(The problem): Starting at the line with "and fallback chains", set down each line of the entries below through the last one, exactly as it stands.

── Data under study ──

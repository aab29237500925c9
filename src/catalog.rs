//! Qt Linguist translation catalogs (`.ts` files).
//!
//! A catalog is a list of [`Context`]s, each holding the [`Message`]s of one
//! UI area. Within a context, `source` strings are unique.

/// Locale detection and fallback chains
pub mod locale;
/// In-memory catalog model
mod model;
/// TS XML reader
pub mod parser;
/// TS XML writer
pub mod writer;

pub use model::{
    Catalog,
    CatalogStats,
    Context,
    Location,
    Message,
    TranslationStatus,
};
pub use parser::{
    CatalogError,
    Duplicate,
    ParsedCatalog,
    load_file,
    parse_str,
};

───

(Task result):
/// Locale detection and fallback chains
pub mod locale;
/// In-memory catalog model
mod model;
/// TS XML reader
pub mod parser;
/// TS XML writer
pub mod writer;

pub use model::{
    Catalog,
    CatalogStats,
    Context,
    Location,
    Message,
    TranslationStatus,
};
pub use parser::{
    CatalogError,
    Duplicate,
    ParsedCatalog,
    load_file,
    parse_str,
};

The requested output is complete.